■ **TASK**: Copy all lines holding the word "millis" from the entries.

(DATA TO PROCESS Opens)

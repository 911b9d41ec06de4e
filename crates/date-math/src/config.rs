//! Resolver configuration: default pattern, time zone and clock.

use std::fmt;
use std::sync::Arc;

use chrono::{DateTime, Utc};
use chrono_tz::Tz;

/// Pattern used for literal anchors when none is configured.
pub const DEFAULT_PATTERN: &str = "YYYY.MM.dd";

/// Token that anchors an expression on the current time.
pub const DEFAULT_NOW_TOKEN: &str = "now";

/// Source of the current instant. Called once per resolved expression.
pub type NowSource = Arc<dyn Fn() -> DateTime<Utc> + Send + Sync>;

/// The system clock.
pub fn system_clock() -> NowSource {
    Arc::new(Utc::now)
}

/// A clock frozen at `instant`.
pub fn fixed_clock(instant: DateTime<Utc>) -> NowSource {
    Arc::new(move || instant)
}

/// Options for [`DateMathParser`](crate::DateMathParser).
///
/// ```
/// use chrono::{TimeZone, Utc};
/// use date_math::config::{fixed_clock, DateMathConfig};
///
/// let config = DateMathConfig {
///     pattern: "yyyy-MM-dd".to_string(),
///     zone: chrono_tz::Europe::Berlin,
///     now: fixed_clock(Utc.with_ymd_and_hms(2024, 6, 1, 12, 0, 0).unwrap()),
///     ..DateMathConfig::default()
/// };
/// assert_eq!(config.now().to_rfc3339(), "2024-06-01T14:00:00+02:00");
/// ```
#[derive(Clone)]
pub struct DateMathConfig {
    /// Pattern literal anchors are parsed with.
    pub pattern: String,
    /// Zone used for parsing, `now`, and every rounding step.
    pub zone: Tz,
    pub now: NowSource,
    pub now_token: String,
}

impl DateMathConfig {
    /// Default configuration whose clock always returns `instant`.
    pub fn with_fixed_now(instant: DateTime<Utc>) -> Self {
        Self {
            now: fixed_clock(instant),
            ..Self::default()
        }
    }

    /// The current instant in the configured zone.
    pub fn now(&self) -> DateTime<Tz> {
        (self.now)().with_timezone(&self.zone)
    }
}

impl Default for DateMathConfig {
    fn default() -> Self {
        Self {
            pattern: DEFAULT_PATTERN.to_string(),
            zone: Tz::UTC,
            now: system_clock(),
            now_token: DEFAULT_NOW_TOKEN.to_string(),
        }
    }
}

impl fmt::Debug for DateMathConfig {
    fn fmt(&self, f: &mut fmt::Formatter<'_>) -> fmt::Result {
        f.debug_struct("DateMathConfig")
            .field("pattern", &self.pattern)
            .field("zone", &self.zone)
            .field("now_token", &self.now_token)
            .finish_non_exhaustive()
    }
}

#[cfg(test)]
mod tests {
    use super::*;
    use chrono::TimeZone;

    #[test]
    fn test_defaults() {
        let config = DateMathConfig::default();
        assert_eq!(config.pattern, "YYYY.MM.dd");
        assert_eq!(config.zone, Tz::UTC);
        assert_eq!(config.now_token, "now");
    }

    #[test]
    fn test_fixed_clock_converts_to_zone() {
        let instant = Utc.with_ymd_and_hms(2024, 1, 15, 3, 0, 0).unwrap();
        let config = DateMathConfig {
            zone: chrono_tz::America::Los_Angeles,
            now: fixed_clock(instant),
            ..DateMathConfig::default()
        };
        let now = config.now();
        assert_eq!(now, instant);
        assert_eq!(now.naive_local().to_string(), "2024-01-14 19:00:00");
    }

    #[test]
    fn test_system_clock_moves_forward() {
        let clock = system_clock();
        let first = clock();
        assert!(clock() >= first);
    }

    #[test]
    fn test_debug_omits_clock() {
        let rendered = format!("{:?}", DateMathConfig::default());
        assert!(rendered.contains("YYYY.MM.dd"));
        assert!(!rendered.contains("now:"));
    }
}
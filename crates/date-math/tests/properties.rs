//! Property tests for formatting, enumeration and date math.

use chrono::{DateTime, TimeZone};
use chrono_tz::Tz;
use proptest::prelude::*;

use date_math::{apply_math, compile_pattern, DateFormat};

// 1970-01-01 .. 2100-01-01
const MAX_SECONDS: i64 = 4_102_444_800;

const ROUND_TRIP_PATTERNS: &[&str] = &[
    "yyyy.MM.dd",
    "YYYY.MM.dd",
    "yyyy-MM-dd'T'HH:mm:ss",
    "yyyyMMddHHmmss",
    "yyyy.MM.dd HH:mm:ss.SSS",
    "YYYY-'W'ww-e",
    "yyyy-DDD HH:mm",
    "dd MMM yyyy hh:mm a",
    "EEE, d MMMM yyyy k:mm",
    "yyyy-QQQ",
];

fn instant() -> impl Strategy<Value = DateTime<Tz>> {
    (0..MAX_SECONDS, 0..1000u32).prop_map(|(secs, millis)| {
        Tz::UTC
            .timestamp_opt(secs, millis * 1_000_000)
            .single()
            .unwrap()
    })
}

fn zone() -> impl Strategy<Value = Tz> {
    prop_oneof![
        Just(Tz::UTC),
        Just(chrono_tz::America::New_York),
        Just(chrono_tz::Europe::Berlin),
        Just(chrono_tz::Australia::Lord_Howe),
        Just(chrono_tz::Asia::Kolkata),
    ]
}

proptest! {
    #[test]
    fn formatted_text_parses_back_to_the_same_fields(
        t in instant(),
        pattern in proptest::sample::select(ROUND_TRIP_PATTERNS),
    ) {
        let format = DateFormat::compile(pattern).unwrap();
        let text = format.format(&t);
        let resolved = format.parse(&text).unwrap().resolve(&Tz::UTC).unwrap();
        prop_assert_eq!(format.format(&resolved), text);
    }

    #[test]
    fn daily_values_are_ordered_unique_and_bounded(
        t in instant(),
        span_hours in 0i64..24 * 400,
    ) {
        let end = t + chrono::TimeDelta::hours(span_hours);
        let pattern = compile_pattern("yyyy.MM.dd").unwrap();
        let values: Vec<String> = pattern.intervals(&t, &end).collect();
        prop_assert!(!values.is_empty());
        prop_assert!(values.windows(2).all(|w| w[0] < w[1]));
        prop_assert_eq!(values.first().unwrap(), &pattern.format(&t));
        prop_assert_eq!(values.last().unwrap(), &pattern.format(&end));
    }

    #[test]
    fn monthly_values_touch_every_month(
        t in instant(),
        span_days in 0i64..1000,
    ) {
        let end = t + chrono::TimeDelta::days(span_days);
        let pattern = compile_pattern("yyyy.MM").unwrap();
        let values: Vec<String> = pattern.intervals(&t, &end).collect();
        prop_assert!(values.windows(2).all(|w| w[0] < w[1]));
        prop_assert_eq!(values.first().unwrap(), &pattern.format(&t));
        prop_assert_eq!(values.last().unwrap(), &pattern.format(&end));
    }

    #[test]
    fn size_hint_bounds_the_sequence(
        t in instant(),
        span_hours in -48i64..24 * 90,
    ) {
        let end = t + chrono::TimeDelta::hours(span_hours);
        let pattern = compile_pattern("yyyy.MM.dd.HH").unwrap();
        let iter = pattern.intervals(&t, &end);
        let (_, upper) = iter.size_hint();
        prop_assert_eq!(upper, Some(iter.count()));
    }

    #[test]
    fn adding_then_subtracting_days_returns_the_anchor(
        t in instant(),
        days in 0u32..5000,
    ) {
        let back = apply_math(&format!("+{days}d-{days}d"), t).unwrap();
        prop_assert_eq!(back, t);
    }

    #[test]
    fn adding_then_subtracting_hours_is_zone_independent(
        t in instant(),
        tz in zone(),
        hours in 0u32..100_000,
    ) {
        let local = t.with_timezone(&tz);
        let back = apply_math(&format!("+{hours}h-{hours}h"), local).unwrap();
        prop_assert_eq!(back, local);
    }

    #[test]
    fn rounding_floors_and_is_idempotent(
        t in instant(),
        tz in zone(),
        unit in proptest::sample::select(&['y', 'M', 'w', 'd', 'h', 'm', 's'][..]),
    ) {
        let local = t.with_timezone(&tz);
        let once = apply_math(&format!("/{unit}"), local).unwrap();
        let twice = apply_math(&format!("/{unit}/{unit}"), local).unwrap();
        prop_assert!(once <= local);
        prop_assert_eq!(once, twice);
    }
}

(DATA TO PROCESS Closes)

■ **ANSWER FOR THIS EXERCISE**:
    (0..MAX_SECONDS, 0..1000u32).prop_map(|(secs, millis)| {
            .timestamp_opt(secs, millis * 1_000_000)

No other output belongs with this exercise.